I am a boy mom. A Black boy mom. A boy who loves anime, cousins, gaming, and food from around the world. When it came time to choose his last quarter independent reading book, he skipped over Ghost Boys and opted for The Giver. He isn’t interested about reading about the other part of his identity. The part that makes him afraid of the skin he is in.
And as his mom, I am okay with that for now. He along with millions of other black boys are more than trauma and pain and violence and poverty and as a teacher and a book pusher, I want, no I NEED, people to see our black boys beyond that. Let’s interrupt the narrative about African- American boys.
So here are my favorite books that show black boy joy in no special order.
Maniac Magee meet two brothers and this new visitor in town that as you are reading, it is hard to pin- point his angle. This is a fun book of the trials and tribulations of trying to fit in and brotherly relationships. This book you will find as a book club choice in one of my book club units on Teachers Pay Teachers.
You know all those crazy ideas that pop into your head while day dreaming? Yeah, well this author put them all down in a book and brings us along for the ride. What an entertaining book. You as the reader can have zero expectations of what the next page will bring but that is the surprise of the book. You can also find this book in the Summer Fun Book Club Unit you can find in my TpT store.
Even though most of the other books have male protagonist, Zoe Washington has an awesome sidekick in this book that needs to be celebrated. Of course, he starts off not being on her good side but his redemption and the way he goes hard for Zoe is what I want all kids to experience. He is that type of friend who is not afraid to say when he is wrong and tries to do better the next time. He is the type of friend who has your best interest at heart and will push you towards your goal. That is to always be celebrated in young children.
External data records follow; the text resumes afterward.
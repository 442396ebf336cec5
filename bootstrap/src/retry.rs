//! 启动期连接重试（指数退避）

use std::future::Future;
use std::time::Duration;

use tracing::{info, warn};

/// 重试策略
#[derive(Debug, Clone)]
pub struct RetryConfig {
    /// 总尝试次数（至少 1 次）
    pub max_attempts: u32,
    pub initial_delay: Duration,
    pub max_delay: Duration,
}

impl Default for RetryConfig {
    fn default() -> Self {
        Self {
            max_attempts: 5,
            initial_delay: Duration::from_millis(500),
            max_delay: Duration::from_secs(10),
        }
    }
}

impl RetryConfig {
    pub fn new(max_attempts: u32, initial_delay: Duration, max_delay: Duration) -> Self {
        Self {
            max_attempts,
            initial_delay,
            max_delay,
        }
    }

    /// 第 n 次失败后的等待时间（每次翻倍，封顶 max_delay）
    fn delay_after(&self, failures: u32) -> Duration {
        self.initial_delay
            .saturating_mul(2u32.saturating_pow(failures))
            .min(self.max_delay)
    }
}

/// 执行操作，失败时按策略重试；全部失败返回最后一次的错误
pub async fn with_retry<F, Fut, T, E>(
    config: &RetryConfig,
    operation_name: &str,
    mut operation: F,
) -> Result<T, E>
where
    F: FnMut() -> Fut,
    Fut: Future<Output = Result<T, E>>,
    E: std::fmt::Display,
{
    let max_attempts = config.max_attempts.max(1);
    let mut failures = 0;

    loop {
        let e = match operation().await {
            Ok(value) => {
                if failures > 0 {
                    info!(operation = operation_name, failures, "Connected after retry");
                }
                return Ok(value);
            }
            Err(e) => e,
        };

        failures += 1;
        if failures >= max_attempts {
            warn!(operation = operation_name, attempts = failures, error = %e, "Giving up");
            return Err(e);
        }

        let delay = config.delay_after(failures - 1);
        warn!(
            operation = operation_name,
            attempt = failures,
            max_attempts,
            error = %e,
            delay_ms = delay.as_millis() as u64,
            "Attempt failed, retrying"
        );
        tokio::time::sleep(delay).await;
    }
}

/// 可选组件（Redis）：全部失败时返回 None，服务退回进程内实现
pub async fn with_retry_optional<F, Fut, T, E>(
    config: &RetryConfig,
    operation_name: &str,
    operation: F,
) -> Option<T>
where
    F: FnMut() -> Fut,
    Fut: Future<Output = Result<T, E>>,
    E: std::fmt::Display,
{
    with_retry(config, operation_name, operation).await.ok()
}
//! 计件工资报表

mod report;

pub use report::{DailyTotal, PaymentLine, PaymentReport, PaymentReportQuery, PaymentReportService};
//! 持久化（PostgreSQL）

mod migrations;
mod rows;
mod tx_repositories;
mod unit_of_work;

pub use migrations::{migrations, run_migrations};
pub use unit_of_work::{PostgresUnitOfWork, PostgresUnitOfWorkFactory};
//! 计件工资报表

use axum::extract::{Json, State};
use axum::routing::post;
use axum::Router;
use oleema_errors::AppResult;

use crate::api::state::AppState;
use crate::application::payment::{PaymentReport, PaymentReportQuery};

pub fn routes() -> Router<AppState> {
    Router::new().route("/api/reports/payments", post(payment_report))
}

async fn payment_report(
    State(state): State<AppState>,
    Json(query): Json<PaymentReportQuery>,
) -> AppResult<Json<PaymentReport>> {
    Ok(Json(state.payments.generate(query).await?))
}
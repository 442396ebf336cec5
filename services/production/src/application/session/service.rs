//! 会话服务
//!
//! 会话记录保存在缓存中，按空闲时间过期；每次认证成功都会续期。

use std::sync::Arc;
use std::time::Duration;

use argon2::{Argon2, PasswordHash, PasswordVerifier};
use chrono::{DateTime, Utc};
use oleema_errors::{AppError, AppResult};
use oleema_ports::CachePort;
use secrecy::{ExposeSecret, Secret};
use serde::{Deserialize, Serialize};
use tracing::{info, warn};
use uuid::Uuid;

use crate::application::staging::PendingWorkLogStore;

/// 会话 ID
#[derive(Debug, Clone, PartialEq, Eq, Hash, Serialize, Deserialize, derive_more::Display)]
#[serde(transparent)]
pub struct SessionId(String);

impl SessionId {
    pub fn generate() -> Self {
        Self(Uuid::new_v4().simple().to_string())
    }

    /// 解析客户端传入的会话 ID（32 位十六进制）
    pub fn parse(raw: &str) -> Option<Self> {
        let raw = raw.trim();
        if raw.len() == 32 && raw.chars().all(|c| c.is_ascii_hexdigit()) {
            Some(Self(raw.to_ascii_lowercase()))
        } else {
            None
        }
    }

    pub fn as_str(&self) -> &str {
        &self.0
    }
}

/// 会话记录
#[derive(Debug, Clone, PartialEq, Serialize, Deserialize)]
pub struct Session {
    pub id: SessionId,
    pub username: String,
    pub created_at: DateTime<Utc>,
}

fn session_key(id: &SessionId) -> String {
    format!("session:{}", id)
}

/// 会话服务
pub struct SessionService {
    cache: Arc<dyn CachePort>,
    staging: Arc<dyn PendingWorkLogStore>,
    admin_username: String,
    admin_password_hash: Secret<String>,
    idle_timeout: Duration,
}

impl SessionService {
    pub fn new(
        cache: Arc<dyn CachePort>,
        staging: Arc<dyn PendingWorkLogStore>,
        admin_username: String,
        admin_password_hash: Secret<String>,
        idle_timeout: Duration,
    ) -> Self {
        Self {
            cache,
            staging,
            admin_username,
            admin_password_hash,
            idle_timeout,
        }
    }

    pub fn idle_timeout(&self) -> Duration {
        self.idle_timeout
    }

    /// 登录
    pub async fn login(&self, username: &str, password: &str) -> AppResult<Session> {
        let username_ok = username.trim() == self.admin_username;
        // 用户名错误时同样执行哈希校验
        let password_ok = self.verify_password(password)?;

        if !(username_ok && password_ok) {
            warn!(username = %username, "Login failed");
            return Err(AppError::unauthenticated("Invalid username or password"));
        }

        let session = Session {
            id: SessionId::generate(),
            username: self.admin_username.clone(),
            created_at: Utc::now(),
        };
        let payload = serde_json::to_string(&session)
            .map_err(|e| AppError::internal(format!("Failed to encode session: {}", e)))?;
        self.cache
            .set(&session_key(&session.id), &payload, Some(self.idle_timeout))
            .await?;

        info!(username = %session.username, "Session created");
        Ok(session)
    }

    /// 校验会话并续期
    pub async fn authenticate(&self, id: &SessionId) -> AppResult<Session> {
        let key = session_key(id);
        let payload = self
            .cache
            .get(&key)
            .await?
            .ok_or_else(|| AppError::unauthenticated("Session expired or invalid"))?;
        let session: Session = serde_json::from_str(&payload)
            .map_err(|e| AppError::internal(format!("Corrupt session record: {}", e)))?;

        self.cache.expire(&key, self.idle_timeout).await?;
        self.staging.touch(id).await?;
        Ok(session)
    }

    /// 注销（同时丢弃待审工作记录）
    pub async fn logout(&self, id: &SessionId) -> AppResult<()> {
        self.cache.delete(&session_key(id)).await?;
        self.staging.discard(id).await?;
        info!(session = %id, "Session closed");
        Ok(())
    }

    fn verify_password(&self, password: &str) -> AppResult<bool> {
        let parsed_hash = PasswordHash::new(self.admin_password_hash.expose_secret())
            .map_err(|e| AppError::internal(format!("Invalid admin password hash: {}", e)))?;

        Ok(Argon2::default()
            .verify_password(password.as_bytes(), &parsed_hash)
            .is_ok())
    }
}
No review of books that show joy of young African-American boys is complete without bringing up a book by the amazing writer, Kwame Alexander. Crossover is his award- winning book in verse about twin teenage boys who are realizing that they may not always be in sync but the brother bond will always be there. It is a great coming-of-age book as we see the boys navigate their school and home life and how they handle it both together and apart. No library is complete without all of Kwame’s books.
This last book is actually a picture book but there shouldn’t be an age limit on reading picture books. This is the story of young John Lewis. It is a story to remind kids to develop their passions no matter what people might say.
Our Black boys need to see themselves on the pages of books in ordinary ways, in a variety of ways , in ways different from what the world tries to portray of them. Other ethnicities need to see this as well.